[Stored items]
+--

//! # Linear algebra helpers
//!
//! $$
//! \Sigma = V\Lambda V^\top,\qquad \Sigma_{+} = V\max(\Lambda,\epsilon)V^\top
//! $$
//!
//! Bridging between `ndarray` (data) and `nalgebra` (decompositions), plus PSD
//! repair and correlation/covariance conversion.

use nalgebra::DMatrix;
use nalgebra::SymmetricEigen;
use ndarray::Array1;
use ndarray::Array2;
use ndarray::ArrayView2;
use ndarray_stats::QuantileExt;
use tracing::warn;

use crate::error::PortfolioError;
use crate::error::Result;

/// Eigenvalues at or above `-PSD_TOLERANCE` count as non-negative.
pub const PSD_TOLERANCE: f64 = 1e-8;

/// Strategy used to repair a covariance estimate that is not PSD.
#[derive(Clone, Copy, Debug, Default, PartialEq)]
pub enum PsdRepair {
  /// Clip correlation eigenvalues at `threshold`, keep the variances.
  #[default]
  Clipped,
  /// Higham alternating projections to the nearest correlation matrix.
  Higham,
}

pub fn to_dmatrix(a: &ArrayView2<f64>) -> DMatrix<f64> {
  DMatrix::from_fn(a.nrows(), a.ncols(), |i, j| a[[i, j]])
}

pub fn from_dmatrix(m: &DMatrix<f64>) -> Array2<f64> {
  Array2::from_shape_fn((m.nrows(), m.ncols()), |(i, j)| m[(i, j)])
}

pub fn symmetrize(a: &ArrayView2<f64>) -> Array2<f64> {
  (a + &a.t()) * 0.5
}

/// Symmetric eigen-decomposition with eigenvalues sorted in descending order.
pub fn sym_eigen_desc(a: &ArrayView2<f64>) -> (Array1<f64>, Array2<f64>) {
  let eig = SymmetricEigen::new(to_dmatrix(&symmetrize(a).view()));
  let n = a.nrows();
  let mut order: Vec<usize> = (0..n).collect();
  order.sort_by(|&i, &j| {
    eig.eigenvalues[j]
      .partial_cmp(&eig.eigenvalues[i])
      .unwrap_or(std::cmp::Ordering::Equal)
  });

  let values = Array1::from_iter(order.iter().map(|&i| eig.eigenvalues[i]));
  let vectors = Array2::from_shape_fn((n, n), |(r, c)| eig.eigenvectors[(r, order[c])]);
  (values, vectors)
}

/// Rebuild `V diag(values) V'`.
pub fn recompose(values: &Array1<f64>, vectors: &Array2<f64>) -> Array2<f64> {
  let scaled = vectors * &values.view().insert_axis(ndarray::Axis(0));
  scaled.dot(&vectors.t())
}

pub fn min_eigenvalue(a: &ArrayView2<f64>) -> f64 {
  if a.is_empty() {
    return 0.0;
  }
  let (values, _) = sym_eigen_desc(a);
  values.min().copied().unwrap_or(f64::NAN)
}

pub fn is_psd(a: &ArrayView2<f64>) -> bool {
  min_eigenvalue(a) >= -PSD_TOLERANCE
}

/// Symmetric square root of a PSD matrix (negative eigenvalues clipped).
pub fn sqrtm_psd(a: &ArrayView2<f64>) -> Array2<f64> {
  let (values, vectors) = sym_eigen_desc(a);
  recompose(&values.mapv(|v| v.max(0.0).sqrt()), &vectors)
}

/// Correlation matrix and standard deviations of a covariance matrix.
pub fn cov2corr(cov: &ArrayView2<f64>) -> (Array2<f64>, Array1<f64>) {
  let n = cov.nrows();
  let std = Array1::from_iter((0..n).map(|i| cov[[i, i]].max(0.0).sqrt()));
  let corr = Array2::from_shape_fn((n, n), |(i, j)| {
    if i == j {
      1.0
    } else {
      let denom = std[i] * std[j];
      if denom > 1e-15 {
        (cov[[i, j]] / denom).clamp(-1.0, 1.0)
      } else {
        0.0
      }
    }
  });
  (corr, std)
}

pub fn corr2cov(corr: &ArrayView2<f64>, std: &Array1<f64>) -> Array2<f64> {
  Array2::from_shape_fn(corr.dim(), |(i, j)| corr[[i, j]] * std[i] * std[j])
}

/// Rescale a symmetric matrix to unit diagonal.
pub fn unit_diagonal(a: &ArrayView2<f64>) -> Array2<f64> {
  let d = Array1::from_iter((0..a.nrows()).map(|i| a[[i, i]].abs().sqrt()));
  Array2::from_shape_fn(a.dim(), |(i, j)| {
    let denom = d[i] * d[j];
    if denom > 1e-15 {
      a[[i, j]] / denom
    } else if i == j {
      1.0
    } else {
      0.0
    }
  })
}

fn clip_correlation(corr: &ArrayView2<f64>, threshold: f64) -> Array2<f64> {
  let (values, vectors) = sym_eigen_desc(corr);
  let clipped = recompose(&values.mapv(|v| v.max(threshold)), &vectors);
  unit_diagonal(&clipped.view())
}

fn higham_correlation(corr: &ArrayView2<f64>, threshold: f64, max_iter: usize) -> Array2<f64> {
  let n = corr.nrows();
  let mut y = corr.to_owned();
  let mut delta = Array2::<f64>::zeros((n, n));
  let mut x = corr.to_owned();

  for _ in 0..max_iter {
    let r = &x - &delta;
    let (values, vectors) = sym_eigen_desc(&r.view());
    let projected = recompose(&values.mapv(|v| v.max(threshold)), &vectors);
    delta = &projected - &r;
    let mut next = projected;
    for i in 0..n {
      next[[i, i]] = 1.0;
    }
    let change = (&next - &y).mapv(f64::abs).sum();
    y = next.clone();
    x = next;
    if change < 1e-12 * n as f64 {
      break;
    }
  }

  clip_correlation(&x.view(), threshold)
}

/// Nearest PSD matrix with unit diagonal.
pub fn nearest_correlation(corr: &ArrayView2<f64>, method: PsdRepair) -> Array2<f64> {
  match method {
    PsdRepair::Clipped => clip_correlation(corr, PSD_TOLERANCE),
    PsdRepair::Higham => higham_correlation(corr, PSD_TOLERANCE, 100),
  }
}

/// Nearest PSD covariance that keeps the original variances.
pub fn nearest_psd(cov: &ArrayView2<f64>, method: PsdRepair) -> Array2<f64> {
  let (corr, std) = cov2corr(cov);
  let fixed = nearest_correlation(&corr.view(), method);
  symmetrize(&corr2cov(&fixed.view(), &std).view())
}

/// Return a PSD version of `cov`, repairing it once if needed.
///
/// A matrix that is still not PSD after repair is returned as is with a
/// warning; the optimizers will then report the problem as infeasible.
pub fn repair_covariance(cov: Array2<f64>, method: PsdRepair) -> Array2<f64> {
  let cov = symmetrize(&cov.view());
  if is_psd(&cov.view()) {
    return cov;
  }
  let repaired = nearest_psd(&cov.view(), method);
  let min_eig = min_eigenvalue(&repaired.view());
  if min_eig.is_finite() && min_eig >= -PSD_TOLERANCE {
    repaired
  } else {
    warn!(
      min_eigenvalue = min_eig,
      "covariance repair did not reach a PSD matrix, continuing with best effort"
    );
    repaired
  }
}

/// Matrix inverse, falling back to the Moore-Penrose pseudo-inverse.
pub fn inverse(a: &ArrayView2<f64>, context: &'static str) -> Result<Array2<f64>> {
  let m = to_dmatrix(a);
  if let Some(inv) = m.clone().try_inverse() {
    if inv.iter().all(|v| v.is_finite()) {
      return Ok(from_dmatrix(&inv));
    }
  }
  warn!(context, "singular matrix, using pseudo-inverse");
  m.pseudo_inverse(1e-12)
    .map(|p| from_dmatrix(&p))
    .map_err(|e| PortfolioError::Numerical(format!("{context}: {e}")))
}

+--

▸ **TASK PROMPT**: Identify every line above that includes the word "mapv", and show those lines.

▸ **SOLUTION TO THE PROBLEM**:
  recompose(&values.mapv(|v| v.max(0.0).sqrt()), &vectors)
  let clipped = recompose(&values.mapv(|v| v.max(threshold)), &vectors);
    let projected = recompose(&values.mapv(|v| v.max(threshold)), &vectors);
    let change = (&next - &y).mapv(f64::abs).sum();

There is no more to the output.